04:0027/08/2015, Perşembe
G: 13/09/2019, Cuma
Markar Esayan

Seçim tarihi kesinleşti. Beş benzemezlerin yeniden omuz omuza mücadele etme zamanları geldi çattı.Dolayısıyla artık makyaj zamanı geldi.Duran Kalkan silah bırakma çağrısı yapan HDP Eşbaşkanı Demirtaş'a çatarak “Siz neyi başardınız da bizden silah bırakmamızı istiyorsunuz” deyiverdi. (Bu yüzde 13'lük başarının HDP'ye değil, başka yerlere borçlu olunduğunun itirafı.)Bu açıklamayı olduğu gibi alıp kabullenenler bildik analizler yaptılar. HDP'nin PKK karşısındaki çaresizliğinden dem vurdular. Oysa Duran

Seçim tarihi kesinleşti. Beş benzemezlerin yeniden omuz omuza mücadele etme zamanları geldi çattı.

Dolayısıyla artık makyaj zamanı geldi.

Duran Kalkan silah bırakma çağrısı yapan HDP Eşbaşkanı Demirtaş'a çatarak “Siz neyi başardınız da bizden silah bırakmamızı istiyorsunuz” deyiverdi. (Bu yüzde 13'lük başarının HDP'ye değil, başka yerlere borçlu olunduğunun itirafı.)

Bu açıklamayı olduğu gibi alıp kabullenenler bildik analizler yaptılar. HDP'nin PKK karşısındaki çaresizliğinden dem vurdular. Oysa Duran Kalkan HDP'ye çatarak onu korumaya alıyordu. Hani baba daha çok dövmesin diye anne erken davranıp birkaç yalandan şaplak atar ya çocuğa, öyle...

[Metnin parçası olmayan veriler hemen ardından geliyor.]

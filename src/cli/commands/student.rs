use std::path::PathBuf;

use clap::Subcommand;
use serde_json::json;

use crate::cli::utils::{output_collection, output_record, output_success, read_json_input};
use crate::cli::OutputFormat;
use crate::context::AppContext;
use crate::filter::{RecordFilter, StudentFilter};
use crate::models::{Student, StudentStatus};
use crate::session::Section;
use crate::types::{EntityId, Selector};

#[derive(Subcommand)]
pub enum StudentCommands {
    #[command(about = "List students")]
    List {
        #[arg(long, help = "Search name, email and student number")]
        search: Option<String>,
        #[arg(long, default_value = "ALL", help = "ALL or one of ACTIVE, INACTIVE, GRADUATED, SUSPENDED, WITHDRAWN")]
        status: Selector<StudentStatus>,
    },

    #[command(about = "Show one student")]
    Get {
        #[arg(help = "Student ID")]
        id: EntityId,
    },

    #[command(about = "Create a student from JSON (stdin or --file)")]
    Create {
        #[arg(long, help = "Read the student JSON from this file")]
        file: Option<PathBuf>,
    },

    #[command(about = "Update a student from JSON (stdin or --file)")]
    Update {
        #[arg(help = "Student ID")]
        id: EntityId,
        #[arg(long, help = "Read the student JSON from this file")]
        file: Option<PathBuf>,
    },

    #[command(about = "Delete a student")]
    Delete {
        #[arg(help = "Student ID")]
        id: EntityId,
        #[arg(long, help = "Delete permanently instead of deactivating")]
        hard: bool,
    },
}

pub async fn handle(cmd: StudentCommands, ctx: &AppContext, output_format: &OutputFormat) -> anyhow::Result<()> {
    let token = ctx.require_section(Section::Students)?;
    let registrar = &ctx.api().registrar;

    match cmd {
        StudentCommands::List { search, status } => {
            let students = registrar.list_students(token).await?;
            let filter = StudentFilter::new(search.unwrap_or_default(), status);
            let matched: Vec<Student> = filter.apply(&students).into_iter().cloned().collect();
            output_collection(output_format, "students", &matched, "No students found", |s| {
                format!(
                    "{:>6}  {:<10} {:<30} {:<30} {}",
                    s.id.map(|id| id.to_string()).unwrap_or_default(),
                    s.student_number,
                    s.full_name(),
                    s.email,
                    s.status.map(|st| st.as_str()).unwrap_or("-"),
                )
            })
        }
        StudentCommands::Get { id } => {
            let student = registrar.get_student(id, token).await?;
            output_record(output_format, &student)
        }
        StudentCommands::Create { file } => {
            let student: Student = serde_json::from_value(read_json_input(file.as_deref())?)?;
            student.validate()?;
            let created = registrar.create_student(&student, token).await?;
            output_success(output_format, "Student created successfully!", Some(json!({ "student": created })))
        }
        StudentCommands::Update { id, file } => {
            let student: Student = serde_json::from_value(read_json_input(file.as_deref())?)?;
            student.validate()?;
            let updated = registrar.update_student(id, &student, token).await?;
            output_success(output_format, "Student updated successfully!", Some(json!({ "student": updated })))
        }
        StudentCommands::Delete { id, hard } => {
            let message = if hard {
                registrar.hard_delete_student(id, token).await?;
                "Student permanently deleted successfully!"
            } else {
                registrar.delete_student(id, token).await?;
                "Student deleted successfully!"
            };
            output_success(output_format, message, Some(json!({ "id": id, "hard": hard })))
        }
    }
}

7 Haziran seçimlerinden önce, darbe mekaniğinin koçbaşı olan HDP'nin, bu sorunlu tercihi nedeniyle, Meclis'e giremezse değil, girerse sürecin sona ereceğini ve çatışmaların başlayacağını ifade etmiştim.

Dediğimiz çıktı.

Oysa ben HDP'nin darbe değil, barış mekaniği içinde yer almasını arzuladığımı, bunun çok kritik/tarihi bir rol olduğunu, Yeni Türkiye'nin doğal ittifakının muhafazakarlar ile Kürtler arasında olduğunu sayısız kez dile getirdim. Müesses nizamdan en çok çekmiş grupların en kalabalığı olan bu iki kesimin siyaseti domine etme gücü vardı. Çözüm Süreci de, tıpkı binli yıllarda Anadolu'ya giren Türkler ile Kürtlerin ve hatta Ermeni prenslerin ittifakı gibi, yeni bir dönemi açacak akitleşmeyi ima ediyordu.

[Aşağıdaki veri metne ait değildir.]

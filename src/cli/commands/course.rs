use clap::Subcommand;
use serde_json::json;

use crate::cli::utils::{output_collection, output_success};
use crate::cli::OutputFormat;
use crate::context::AppContext;
use crate::filter::{CourseFilter, RecordFilter};
use crate::models::course::DEFAULT_CREDIT_HOURS;
use crate::models::{Course, CoursePatch};
use crate::session::Section;
use crate::types::EntityId;

#[derive(Subcommand)]
pub enum CourseCommands {
    #[command(about = "List courses")]
    List {
        #[arg(long, help = "Search course code and title")]
        search: Option<String>,
    },

    #[command(about = "Create a course")]
    Create {
        #[arg(help = "Course code, e.g. CS401")]
        code: String,
        #[arg(help = "Course title")]
        title: String,
        #[arg(long, default_value_t = DEFAULT_CREDIT_HOURS, help = "Credit hours (1-12)")]
        credit_hours: i32,
    },

    #[command(about = "Update the given fields of a course")]
    Update {
        #[arg(help = "Course ID")]
        id: EntityId,
        #[arg(long)]
        code: Option<String>,
        #[arg(long)]
        title: Option<String>,
        #[arg(long)]
        credit_hours: Option<i32>,
    },

    #[command(about = "Delete a course")]
    Delete {
        #[arg(help = "Course ID")]
        id: EntityId,
    },
}

pub async fn handle(cmd: CourseCommands, ctx: &AppContext, output_format: &OutputFormat) -> anyhow::Result<()> {
    let token = ctx.require_section(Section::Courses)?;
    let registrar = &ctx.api().registrar;

    match cmd {
        CourseCommands::List { search } => {
            let courses = registrar.list_courses(token).await?;
            let filter = CourseFilter::new(search.unwrap_or_default());
            let matched: Vec<Course> = filter.apply(&courses).into_iter().cloned().collect();
            output_collection(output_format, "courses", &matched, "No courses found", |c| {
                format!(
                    "{:>6}  {:<10} {:<40} {} cr",
                    c.id.map(|id| id.to_string()).unwrap_or_default(),
                    c.course_code,
                    c.title,
                    c.credit_hours
                )
            })
        }
        CourseCommands::Create { code, title, credit_hours } => {
            let course = Course::new(code, title, credit_hours);
            course.validate()?;
            let created = registrar.create_course(&course, token).await?;
            output_success(output_format, "Course created successfully!", Some(json!({ "course": created })))
        }
        CourseCommands::Update { id, code, title, credit_hours } => {
            let patch = CoursePatch {
                course_code: code,
                title,
                credit_hours,
            };
            patch.validate()?;
            let updated = registrar.update_course(id, &patch, token).await?;
            output_success(output_format, "Course updated successfully!", Some(json!({ "course": updated })))
        }
        CourseCommands::Delete { id } => {
            registrar.delete_course(id, token).await?;
            output_success(output_format, "Course deleted successfully!", Some(json!({ "id": id })))
        }
    }
}
pub mod app;
pub mod assets;
pub mod braille;
pub mod config;
pub mod data;
pub mod map;
pub mod tooltip;
pub mod ui;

Nevruz mektubu Kürtlere dönük bu ittifakın manifestosuydu. Doğrusu, ahlaki ve rasyonel olanı da buydu. Kavmiyetçiliği, ırksal asabiliği bir kenara bırakmak, eşit vatandaşlık ve demokratik Türkiye'yi birlikte kurmak, anaların ağlamasına dur diyebilmek esas olandı.

Ama olmadı.

Eklektik bir stratejiyle, barış söylemi, ekoloji, kadın konusu gibi bir çok değerli mesele suistimal edildi ve Batı'da makyajlama için kullanıldı. Doğu'da ise çatışmasızlık süreci sonuç alacak bir ayaklanma için suistimal edildi. Muhafazakar Kürtlere kan akan musluklar gösterildi. HDP'li ama Çözüm Süreci'nden memnun olan Kürtlere de DAEŞ üzerinden milliyetçilik zerk edildi. 30 Eylül 2013 Demokratikleşme Paketi'nde yer alan barajı sıfırlama veya yüzde beşe indirme tekliflerine hayır denirken, seçime parti olarak girilerek strateji tahkim edildi.

Nitekim, 7 Haziran gecesi itibarıyla HDP 80 vekille tarihinde olmayan bir başarı elde etti. Bunun doğal sonucu olarak, HDP'nin siyaseti etkileme, Türkiyeleşme konusunda önünde hiçbir engel kalmadı. Lakin 11 Temmuz'da Bese Hozat'tan Devrimci Halk Savaşı'nın başladığı ilan edilirken, HDP Eşbaşkanları Suruç saldırısı günü nefes almadan 6-8 Ekim benzeri ayaklanma çağrısı yaptı, saldırıyı da Cumhurbaşkanı ve hükümete yükleyerek gerginliği kademe kademe PKK'ya paralel olarak yükseltti.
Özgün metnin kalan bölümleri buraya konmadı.